4.1. Strengths and limitations
This survey was conducted in a region of Thailand where PCP operations are abundant; thus, the findings are expected to be useful for planning further health service activities and support. Although two previous studies [10],[11] had already reported on levels of PCP provision, the studies were conducted within one province but focused on different aspects. Chalongsuk et al. explored an overview of information on how the PCP was managed and delivered [10]. Mateeapiruk observed PCP provision, but the questionnaire details were significantly different, especially the PCP activities used [11]. This, again, emphasized the need for the current study. Generalizability may be limited. Factors contributing to PCP operation can be transferable to other regions and countries; the involvement of doctors and public health practitioners in delivering PCP should be promoted. This study was a self-completion survey which could possibly have resulted in an over-interpretation by respondents.

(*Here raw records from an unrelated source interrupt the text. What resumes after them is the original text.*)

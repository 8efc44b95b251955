//! In-process [`TournamentStore`] used for local runs and as the test double.

use std::{
    collections::{BTreeMap, HashMap, HashSet},
    sync::{
        Arc,
        atomic::{AtomicUsize, Ordering},
    },
    time::SystemTime,
};

use futures::future::BoxFuture;
use indexmap::IndexMap;
use tokio::sync::Mutex;
use uuid::Uuid;

use crate::dao::{
    models::{
        BotEntity, QueueEntryEntity, QueueStatus, ResultEntity, TournamentEntity,
        TournamentStatus,
    },
    shard::ShardId,
    storage::{StorageError, StorageResult},
    tournament_store::TournamentStore,
    transaction::{Changeset, DocKey, ReadGuard, Versioned, WriteOp},
};

/// Mutex-guarded maps with the same optimistic semantics as the database backends.
#[derive(Clone, Default)]
pub struct MemoryTournamentStore {
    inner: Arc<Mutex<MemoryState>>,
    forced_conflicts: Arc<AtomicUsize>,
}

#[derive(Default)]
struct MemoryState {
    /// Insertion order doubles as enqueue order.
    queue: IndexMap<Uuid, Versioned<QueueEntryEntity>>,
    tournaments: HashMap<ShardId, IndexMap<Uuid, Versioned<TournamentEntity>>>,
    results: HashMap<Uuid, BTreeMap<String, ResultEntity>>,
    bots: IndexMap<Uuid, BotEntity>,
}

impl MemoryTournamentStore {
    pub fn new() -> Self {
        Self::default()
    }

    /// Make the next `count` commits fail with [`StorageError::Conflict`] without applying anything.
    pub fn fail_next_commits(&self, count: usize) {
        self.forced_conflicts.store(count, Ordering::SeqCst);
    }

    /// Every queue entry ever written, in enqueue order.
    pub async fn queue_entries(&self) -> Vec<QueueEntryEntity> {
        let guard = self.inner.lock().await;
        guard.queue.values().map(|entry| entry.value.clone()).collect()
    }

    /// Every tournament across all shards.
    pub async fn tournaments(&self) -> Vec<(ShardId, TournamentEntity)> {
        let guard = self.inner.lock().await;
        let mut all: Vec<_> = guard
            .tournaments
            .iter()
            .flat_map(|(shard, docs)| docs.values().map(|doc| (*shard, doc.value.clone())))
            .collect();
        all.sort_by_key(|(_, tournament)| tournament.created_at);
        all
    }

    /// Bot records created for `tournament_id`.
    pub async fn bots_for(&self, tournament_id: Uuid) -> Vec<BotEntity> {
        let guard = self.inner.lock().await;
        guard
            .bots
            .values()
            .filter(|bot| bot.tournament_id == tournament_id)
            .cloned()
            .collect()
    }

    fn take_forced_conflict(&self) -> bool {
        self.forced_conflicts
            .fetch_update(Ordering::SeqCst, Ordering::SeqCst, |left| left.checked_sub(1))
            .is_ok()
    }
}

impl MemoryState {
    fn version_of(&self, key: &DocKey) -> Option<u64> {
        match key {
            DocKey::QueueEntry(id) => self.queue.get(id).map(|entry| entry.version),
            DocKey::Tournament { shard, id } => self
                .tournaments
                .get(shard)
                .and_then(|docs| docs.get(id))
                .map(|doc| doc.version),
        }
    }

    fn is_waiting(&self, user_id: &str, game_type: &str) -> bool {
        self.queue.values().any(|entry| {
            entry.value.status == QueueStatus::Waiting
                && entry.value.user_id == user_id
                && entry.value.game_type == game_type
        })
    }

    fn verify(&self, guards: &[ReadGuard]) -> StorageResult<()> {
        for guard in guards {
            if self.version_of(&guard.key) != Some(guard.version) {
                return Err(StorageError::conflict(&guard.key));
            }
        }
        Ok(())
    }

    /// Reject the whole changeset before touching anything if one write cannot apply.
    fn validate(&self, writes: &[WriteOp]) -> StorageResult<()> {
        let mut new_entries = HashSet::new();
        let mut new_waiting = HashSet::new();
        let mut new_tournaments = HashSet::new();

        for op in writes {
            match op {
                WriteOp::InsertQueueEntry(entry) => {
                    let key = DocKey::QueueEntry(entry.id);
                    if self.queue.contains_key(&entry.id) || !new_entries.insert(entry.id) {
                        return Err(StorageError::conflict(key));
                    }
                    // At most one `waiting` entry per user and game type.
                    if self.is_waiting(&entry.user_id, &entry.game_type)
                        || !new_waiting.insert((entry.user_id.as_str(), entry.game_type.as_str()))
                    {
                        return Err(StorageError::conflict(format!(
                            "tournament_queue/waiting/{}/{}",
                            entry.game_type, entry.user_id
                        )));
                    }
                }
                WriteOp::AssignQueueEntry { entry_id, .. } => {
                    if !self.queue.contains_key(entry_id) && !new_entries.contains(entry_id) {
                        return Err(StorageError::MissingDocument {
                            key: DocKey::QueueEntry(*entry_id).to_string(),
                        });
                    }
                }
                WriteOp::InsertTournament { shard, tournament } => {
                    let key = DocKey::Tournament {
                        shard: *shard,
                        id: tournament.id,
                    };
                    if self.version_of(&key).is_some() || !new_tournaments.insert(key.clone()) {
                        return Err(StorageError::conflict(key));
                    }
                }
                WriteOp::AddTournamentPlayers {
                    shard,
                    tournament_id,
                    ..
                }
                | WriteOp::StartTournament {
                    shard,
                    tournament_id,
                }
                | WriteOp::PutResult {
                    shard,
                    tournament_id,
                    ..
                } => {
                    let key = DocKey::Tournament {
                        shard: *shard,
                        id: *tournament_id,
                    };
                    if self.version_of(&key).is_none() && !new_tournaments.contains(&key) {
                        return Err(StorageError::MissingDocument {
                            key: key.to_string(),
                        });
                    }
                }
                WriteOp::InsertBot(bot) => {
                    if self.bots.contains_key(&bot.id) {
                        return Err(StorageError::conflict(format!("tournament_bots/{}", bot.id)));
                    }
                }
            }
        }
        Ok(())
    }

    fn tournament_mut(&mut self, shard: ShardId, id: Uuid) -> Option<&mut Versioned<TournamentEntity>> {
        self.tournaments.get_mut(&shard).and_then(|docs| docs.get_mut(&id))
    }

    fn apply(&mut self, writes: Vec<WriteOp>) {
        let now = SystemTime::now();
        for op in writes {
            match op {
                WriteOp::InsertQueueEntry(entry) => {
                    self.queue.insert(
                        entry.id,
                        Versioned {
                            version: 1,
                            value: QueueEntryEntity {
                                id: entry.id,
                                user_id: entry.user_id,
                                game_type: entry.game_type,
                                enqueued_at: now,
                                status: QueueStatus::Waiting,
                                assigned_tournament_id: None,
                            },
                        },
                    );
                }
                WriteOp::AssignQueueEntry {
                    entry_id,
                    tournament_id,
                } => {
                    if let Some(entry) = self.queue.get_mut(&entry_id) {
                        entry.version += 1;
                        entry.value.status = QueueStatus::Assigned;
                        entry.value.assigned_tournament_id = Some(tournament_id);
                    }
                }
                WriteOp::InsertTournament { shard, tournament } => {
                    let mut players: Vec<String> = Vec::with_capacity(tournament.players.len());
                    for player in tournament.players {
                        if !players.contains(&player) {
                            players.push(player);
                        }
                    }
                    let entity = TournamentEntity {
                        id: tournament.id,
                        game_type: tournament.game_type,
                        status: TournamentStatus::Waiting,
                        player_count: players.len(),
                        players,
                        max_players: tournament.max_players,
                        created_at: now,
                        started_at: None,
                        metadata: tournament.metadata,
                    };
                    self.tournaments.entry(shard).or_default().insert(
                        tournament.id,
                        Versioned {
                            version: 1,
                            value: entity,
                        },
                    );
                }
                WriteOp::AddTournamentPlayers {
                    shard,
                    tournament_id,
                    players,
                } => {
                    if let Some(doc) = self.tournament_mut(shard, tournament_id) {
                        for player in players {
                            if !doc.value.has_player(&player) {
                                doc.value.players.push(player);
                            }
                        }
                        doc.value.player_count = doc.value.players.len();
                        doc.version += 1;
                    }
                }
                WriteOp::StartTournament {
                    shard,
                    tournament_id,
                } => {
                    if let Some(doc) = self.tournament_mut(shard, tournament_id) {
                        doc.value.status = TournamentStatus::Active;
                        doc.value.started_at = Some(now);
                        doc.version += 1;
                    }
                }
                WriteOp::PutResult {
                    tournament_id,
                    result,
                    ..
                } => {
                    self.results.entry(tournament_id).or_default().insert(
                        result.user_id.clone(),
                        ResultEntity {
                            user_id: result.user_id,
                            result: result.result,
                            submitted_at: now,
                            is_bot: result.is_bot,
                        },
                    );
                }
                WriteOp::InsertBot(bot) => {
                    self.bots.insert(
                        bot.id,
                        BotEntity {
                            id: bot.id,
                            name: bot.name,
                            game_type: bot.game_type,
                            difficulty: bot.difficulty,
                            is_bot: true,
                            tournament_id: bot.tournament_id,
                            created_at: now,
                        },
                    );
                }
            }
        }
    }
}

impl TournamentStore for MemoryTournamentStore {
    fn waiting_entries(
        &self,
        game_type: &str,
        limit: Option<usize>,
    ) -> BoxFuture<'static, StorageResult<Vec<Versioned<QueueEntryEntity>>>> {
        let store = self.clone();
        let game_type = game_type.to_owned();
        Box::pin(async move {
            let guard = store.inner.lock().await;
            let entries = guard
                .queue
                .values()
                .filter(|entry| {
                    entry.value.status == QueueStatus::Waiting && entry.value.game_type == game_type
                })
                .take(limit.unwrap_or(usize::MAX))
                .cloned()
                .collect();
            Ok(entries)
        })
    }

    fn find_tournament(
        &self,
        shard: ShardId,
        id: Uuid,
    ) -> BoxFuture<'static, StorageResult<Option<Versioned<TournamentEntity>>>> {
        let store = self.clone();
        Box::pin(async move {
            let guard = store.inner.lock().await;
            Ok(guard
                .tournaments
                .get(&shard)
                .and_then(|docs| docs.get(&id))
                .cloned())
        })
    }

    fn find_user_tournament(
        &self,
        shard: ShardId,
        user_id: &str,
    ) -> BoxFuture<'static, StorageResult<Option<Versioned<TournamentEntity>>>> {
        let store = self.clone();
        let user_id = user_id.to_owned();
        Box::pin(async move {
            let guard = store.inner.lock().await;
            Ok(guard.tournaments.get(&shard).and_then(|docs| {
                docs.values()
                    .find(|doc| {
                        matches!(
                            doc.value.status,
                            TournamentStatus::Waiting | TournamentStatus::Active
                        ) && doc.value.has_player(&user_id)
                    })
                    .cloned()
            }))
        })
    }

    fn list_tournaments(
        &self,
        shard: ShardId,
        status: TournamentStatus,
    ) -> BoxFuture<'static, StorageResult<Vec<TournamentEntity>>> {
        let store = self.clone();
        Box::pin(async move {
            let guard = store.inner.lock().await;
            Ok(guard
                .tournaments
                .get(&shard)
                .map(|docs| {
                    docs.values()
                        .filter(|doc| doc.value.status == status)
                        .map(|doc| doc.value.clone())
                        .collect()
                })
                .unwrap_or_default())
        })
    }

    fn list_results(
        &self,
        _shard: ShardId,
        tournament_id: Uuid,
    ) -> BoxFuture<'static, StorageResult<Vec<ResultEntity>>> {
        let store = self.clone();
        Box::pin(async move {
            let guard = store.inner.lock().await;
            Ok(guard
                .results
                .get(&tournament_id)
                .map(|results| results.values().cloned().collect())
                .unwrap_or_default())
        })
    }

    fn commit(&self, changeset: Changeset) -> BoxFuture<'static, StorageResult<()>> {
        let store = self.clone();
        Box::pin(async move {
            let mut guard = store.inner.lock().await;
            if store.take_forced_conflict() {
                return Err(StorageError::conflict("forced"));
            }
            guard.verify(&changeset.guards)?;
            guard.validate(&changeset.writes)?;
            guard.apply(changeset.writes);
            Ok(())
        })
    }

    fn batch_write(&self, writes: Vec<WriteOp>) -> BoxFuture<'static, StorageResult<()>> {
        let store = self.clone();
        Box::pin(async move {
            let mut guard = store.inner.lock().await;
            guard.validate(&writes)?;
            guard.apply(writes);
            Ok(())
        })
    }

    fn health_check(&self) -> BoxFuture<'static, StorageResult<()>> {
        Box::pin(async { Ok(()) })
    }

    fn try_reconnect(&self) -> BoxFuture<'static, StorageResult<()>> {
        Box::pin(async { Ok(()) })
    }
}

Multivariate logistic regression revealed that a wide range of 95% confidence intervals might be due to the small sample size. Referring the questionnaire to the pharmacy head could induce effects in two ways: (1) a negative effect by not passing on the questionnaire to the PCP pharmacist, which caused a low response rate, or (2) a positive effect by dominating respondents when filling the questionnaire, which led to bias. The exclusion of the construct and criterion validation unwarranted the accuracy of the PCP operation scores. However, the operation scores were re-reviewed by the local pharmacists to confirm the correctness of the results. Notably, there is no evaluation of expired stock or near-expired stock.
5.
Conclusions
PCP provisions have been widely instituted in Northeast Thailand with the support of their leaders and some essential assets. The success of PCP operation is associated with the inclusion of a doctor and public health practitioner on the family care team, and they should be encouraged to get involved more regularly. In addition, a pharmacist's responsibility and relationship with the community are good indicators of successful PCP delivery. Further research is needed to monitor the outcomes and value of PCP.